Suffer little children

C’est la rentrée, le pays reprend son rythme inutile. Je ne rentre nulle part, je n’ai envie d’entrer nulle part. Je démissionnerais bien mais à qui envoyer ma lettre d’adieu ? Que fait-on quand on n’a plus envie de jouer le jeu de la société ? Quand on ne veut plus rien de ce que l’on est censé briguer en cette vie ?

De mains et de trains

mes mains béent au bout de mes bras
le sang nu grésille
au creux des paumes
mes mains se balancent
au bout de mes bras au rythme de
Einstürzende Neubauten
tandis que je m’éloigne de toi

je ne tiens pas ta main jusqu’à la gare
dans le train je ne glisse pas
la main sous ta chemise bleue
ma paume écarquillée sur ta peau

le train
traverse des territoires où j’aime courir
usurpant la prérogative de mes pieds
je veux être dedans et dehors à la fois
ici et là

dans le train des sanglots primitifs
lavent ma cage thoracique
car soudain tout le monde me manque
avec la violence d’un soleil
décrit par-dessus un guidon
et qui s’achève à plat ventre
sur la croûte mixte de bitume
de chewing-gums fossilisés et de
déjections mille fois séchées

le contrôleur semble rassuré
quand je lui souris
j’ai fini mes mouchoirs
en papier de toute façon
je lis un peu

Einstürzende Neubauten : Wo sind meine Schuhe ?

More crumbs

elle lance vers moi
les ballons d’une fête où
je ne me trouvais pas
et rit comme si elle venait
de me faire un croche-pied

des jours entiers regretté
de ne pas avoir fui
dans mes baskets
sans faire mes lacets
pour ne pas perdre une seconde

quand la lumière d’août
découpe de l’or
sur les poubelles d’août
ce sont toujours
des poubelles

La sécurité sociale

quelle image voulez-vous avoir de vous-même
si vous laissez cet homme vous traiter ainsi ?

voilà ce que j’ai dit
à ma gynécologue
l’autre jour quand elle pleurait
puis elle a retiré le spéculum
elle a dit que j’avais raison
et qu’elle allait quitter ce salaud
puis j’ai payé 57 euros
et je suis remontée
sur mon vélo sans musique
pour éviter un PV
puis j’ai mangé des miettes à même
le sol et j’ai dit merci
aux doigts qui les égrenaient
j’ai l’impression
que ça m’a coûté très cher
est-ce que c’est remboursé ?

Le vide exact (20)

nulle part rien ni personne
presque
au point que nous – le peu de nous –
parlons à voix basse
comme si l’été n’était pas
une saison mais une église
et dans son acoustique
nous habite en effet
un sentiment mystique
semblable à celui que l’on éprouve
en fixant l’infini

(J’ai décidé d’arracher ce siège à la série « Mal assis, là », tant cette photo me semble symboliser le vide exact de l’été en ville.)

Vanité

Il me faut constater la nature obsessionnelle de mon œil.

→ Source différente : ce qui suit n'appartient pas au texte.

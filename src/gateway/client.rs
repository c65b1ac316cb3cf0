//! HTTP client for the persona gateway.

use std::time::Duration;

use serde::de::DeserializeOwned;
use serde::Serialize;
use thiserror::Error;

use super::types::{ChatReply, ChatRequest, EventSnapshot, QuickStartReply, StatusSnapshot};

/// Errors that can occur when talking to the gateway.
///
/// Each variant carries enough context to diagnose the failure without
/// needing to inspect the originating error directly. Errors are caught at
/// the call site, logged, and never re-thrown past the request boundary.
#[derive(Debug, Error)]
pub enum GatewayError {
    /// The gateway replied with a non-2xx HTTP status code.
    #[error("HTTP {status} from {url}")]
    Http { status: u16, url: String },
    /// Response body could not be parsed as the expected JSON structure.
    #[error("JSON parse error from {url}: {detail}")]
    Json { url: String, detail: String },
    /// A TCP-level connection could not be established.
    #[error("connection failed to {url}: {detail}")]
    Connect { url: String, detail: String },
}

/// Configuration for the gateway client.
#[derive(Debug, Clone)]
pub struct GatewayConfig {
    /// Base URL of the persona gateway (e.g. `http://localhost:5000`).
    pub base_url: String,
    /// How often the event poller fetches `/api/events/current`.
    pub poll_interval: Duration,
    /// TCP connection timeout.
    pub connect_timeout: Duration,
    /// Per-request read timeout.
    pub request_timeout: Duration,
}

impl GatewayConfig {
    /// Create a config with sensible defaults.
    ///
    /// - poll_interval: 1 h (the event schedule changes slowly)
    /// - connect_timeout: 3 s
    /// - request_timeout: 30 s
    pub fn new(base_url: impl Into<String>) -> Self {
        Self {
            base_url: base_url.into(),
            poll_interval: Duration::from_secs(60 * 60),
            connect_timeout: Duration::from_secs(3),
            request_timeout: Duration::from_secs(30),
        }
    }
}

/// Client for the gateway's five JSON endpoints.
///
/// Cheap to clone; clones share the underlying connection pool. Use
/// [`GatewayClientBuilder`] for construction.
#[derive(Debug, Clone)]
pub struct GatewayClient {
    config: GatewayConfig,
    client: reqwest::Client,
}

impl GatewayClient {
    /// Start building a client aimed at `base_url`.
    pub fn builder(base_url: impl Into<String>) -> GatewayClientBuilder {
        GatewayClientBuilder::new(base_url)
    }

    pub fn config(&self) -> &GatewayConfig {
        &self.config
    }

    /// `GET /api/status` — full domain state snapshot.
    pub async fn fetch_status(&self) -> Result<StatusSnapshot, GatewayError> {
        self.get_json("/api/status").await
    }

    /// `POST /api/chat` — send one user message, receive the AI reply plus
    /// the post-turn status snapshot and evolution flag.
    pub async fn send_chat(&self, message: &str) -> Result<ChatReply, GatewayError> {
        let body = ChatRequest { message: message.to_string() };
        self.post_json("/api/chat", Some(&body)).await
    }

    /// `POST /api/reset` — discard all server-side memories and progress.
    /// Returns the fresh status snapshot.
    pub async fn reset(&self) -> Result<StatusSnapshot, GatewayError> {
        self.post_json::<ChatRequest, _>("/api/reset", None).await
    }

    /// `GET /api/events/current` — active events, themes, and bonuses.
    pub async fn fetch_events(&self) -> Result<EventSnapshot, GatewayError> {
        self.get_json("/api/events/current").await
    }

    /// `POST /api/demo/quick-start` — seed a near-evolution demo session.
    pub async fn quick_start(&self) -> Result<QuickStartReply, GatewayError> {
        self.post_json::<ChatRequest, _>("/api/demo/quick-start", None).await
    }

    async fn get_json<T: DeserializeOwned>(&self, path: &str) -> Result<T, GatewayError> {
        let url = format!("{}{}", self.config.base_url, path);
        let resp = self.client.get(&url).send().await.map_err(|e| {
            GatewayError::Connect { url: url.clone(), detail: e.to_string() }
        })?;
        Self::decode(url, resp).await
    }

    async fn post_json<B: Serialize, T: DeserializeOwned>(
        &self,
        path: &str,
        body: Option<&B>,
    ) -> Result<T, GatewayError> {
        let url = format!("{}{}", self.config.base_url, path);
        let mut req = self.client.post(&url);
        if let Some(body) = body {
            req = req.json(body);
        }
        let resp = req.send().await.map_err(|e| {
            GatewayError::Connect { url: url.clone(), detail: e.to_string() }
        })?;
        Self::decode(url, resp).await
    }

    async fn decode<T: DeserializeOwned>(
        url: String,
        resp: reqwest::Response,
    ) -> Result<T, GatewayError> {
        if !resp.status().is_success() {
            return Err(GatewayError::Http { status: resp.status().as_u16(), url });
        }
        let bytes = resp.bytes().await.map_err(|e| GatewayError::Json {
            url: url.clone(),
            detail: e.to_string(),
        })?;
        serde_json::from_slice(&bytes).map_err(|e| GatewayError::Json {
            url,
            detail: e.to_string(),
        })
    }
}

/// Builder for [`GatewayClient`].
pub struct GatewayClientBuilder {
    config: GatewayConfig,
}

impl GatewayClientBuilder {
    pub fn new(base_url: impl Into<String>) -> Self {
        Self { config: GatewayConfig::new(base_url) }
    }

    /// Override the event poll interval (default 1 h).
    pub fn poll_interval(mut self, interval: Duration) -> Self {
        self.config.poll_interval = interval;
        self
    }

    /// Override the TCP connect timeout (default 3 s).
    pub fn connect_timeout(mut self, timeout: Duration) -> Self {
        self.config.connect_timeout = timeout;
        self
    }

    /// Override the per-request read timeout (default 30 s).
    pub fn request_timeout(mut self, timeout: Duration) -> Self {
        self.config.request_timeout = timeout;
        self
    }

    /// Consume the builder and construct a [`GatewayClient`].
    pub fn build(self) -> GatewayClient {
        // reqwest::Client::builder() can fail in extreme environments;
        // unwrap_or_default() falls back to a default client instead of
        // panicking.
        let client = reqwest::Client::builder()
            .connect_timeout(self.config.connect_timeout)
            .timeout(self.config.request_timeout)
            .build()
            .unwrap_or_default();

        GatewayClient { config: self.config, client }
    }
}

#[cfg(test)]
mod tests {
    use super::*;

    #[test]
    fn config_new_stores_base_url() {
        let cfg = GatewayConfig::new("http://example.com:5000");
        assert_eq!(cfg.base_url, "http://example.com:5000");
    }

    #[test]
    fn config_new_default_poll_interval_one_hour() {
        let cfg = GatewayConfig::new("http://localhost:5000");
        assert_eq!(cfg.poll_interval, Duration::from_secs(3600));
    }

    #[test]
    fn builder_defaults() {
        let client = GatewayClient::builder("http://localhost:5000").build();
        assert_eq!(client.config().base_url, "http://localhost:5000");
        assert_eq!(client.config().connect_timeout, Duration::from_secs(3));
        assert_eq!(client.config().request_timeout, Duration::from_secs(30));
    }

    #[test]
    fn builder_overrides_all_options() {
        let client = GatewayClient::builder("http://127.0.0.1:8000")
            .poll_interval(Duration::from_secs(60))
            .connect_timeout(Duration::from_secs(1))
            .request_timeout(Duration::from_secs(5))
            .build();
        assert_eq!(client.config().base_url, "http://127.0.0.1:8000");
        assert_eq!(client.config().poll_interval, Duration::from_secs(60));
        assert_eq!(client.config().connect_timeout, Duration::from_secs(1));
        assert_eq!(client.config().request_timeout, Duration::from_secs(5));
    }

    #[test]
    fn client_is_cloneable() {
        let client = GatewayClient::builder("http://localhost:5000").build();
        let clone = client.clone();
        assert_eq!(clone.config().base_url, client.config().base_url);
    }

    #[test]
    fn gateway_error_display_http() {
        let err = GatewayError::Http {
            status: 503,
            url: "http://localhost:5000/api/status".to_string(),
        };
        let s = err.to_string();
        assert!(s.contains("503"), "expected status in display: {s}");
        assert!(s.contains("/api/status"), "expected url in display: {s}");
    }

    #[test]
    fn gateway_error_display_json() {
        let err = GatewayError::Json {
            url: "http://localhost:5000/api/chat".to_string(),
            detail: "missing field `ai_response`".to_string(),
        };
        let s = err.to_string();
        assert!(s.contains("/api/chat"), "url in display: {s}");
        assert!(s.contains("missing field"), "detail in display: {s}");
    }

    #[test]
    fn gateway_error_display_connect() {
        let err = GatewayError::Connect {
            url: "http://localhost:5000".to_string(),
            detail: "connection refused".to_string(),
        };
        let s = err.to_string();
        assert!(s.contains("connection refused"), "detail in display: {s}");
    }

    #[test]
    fn gateway_error_is_std_error() {
        fn assert_error<E: std::error::Error>(_: &E) {}
        let err = GatewayError::Http { status: 500, url: "x".to_string() };
        assert_error(&err);
    }

    #[tokio::test]
    async fn connect_failure_yields_connect_error() {
        // Port 1 on localhost is essentially guaranteed closed.
        let client = GatewayClient::builder("http://127.0.0.1:1")
            .connect_timeout(Duration::from_millis(200))
            .request_timeout(Duration::from_millis(500))
            .build();
        let err = client.fetch_status().await.unwrap_err();
        assert!(matches!(err, GatewayError::Connect { .. }), "got {err}");
    }
}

Il y a quelques mois, dans une période de célibat, je voyais des zéphyrs embrasés partout ; ensuite, j’ai trouvé l’amour et constaté le nombre inouï de cœurs dessinés, gravés, peints ou collés sur toutes les surfaces de la ville. Cette semaine, j’ai rencontré des têtes de mort partout. Les Rideaux et Voilages finissent par me manquer.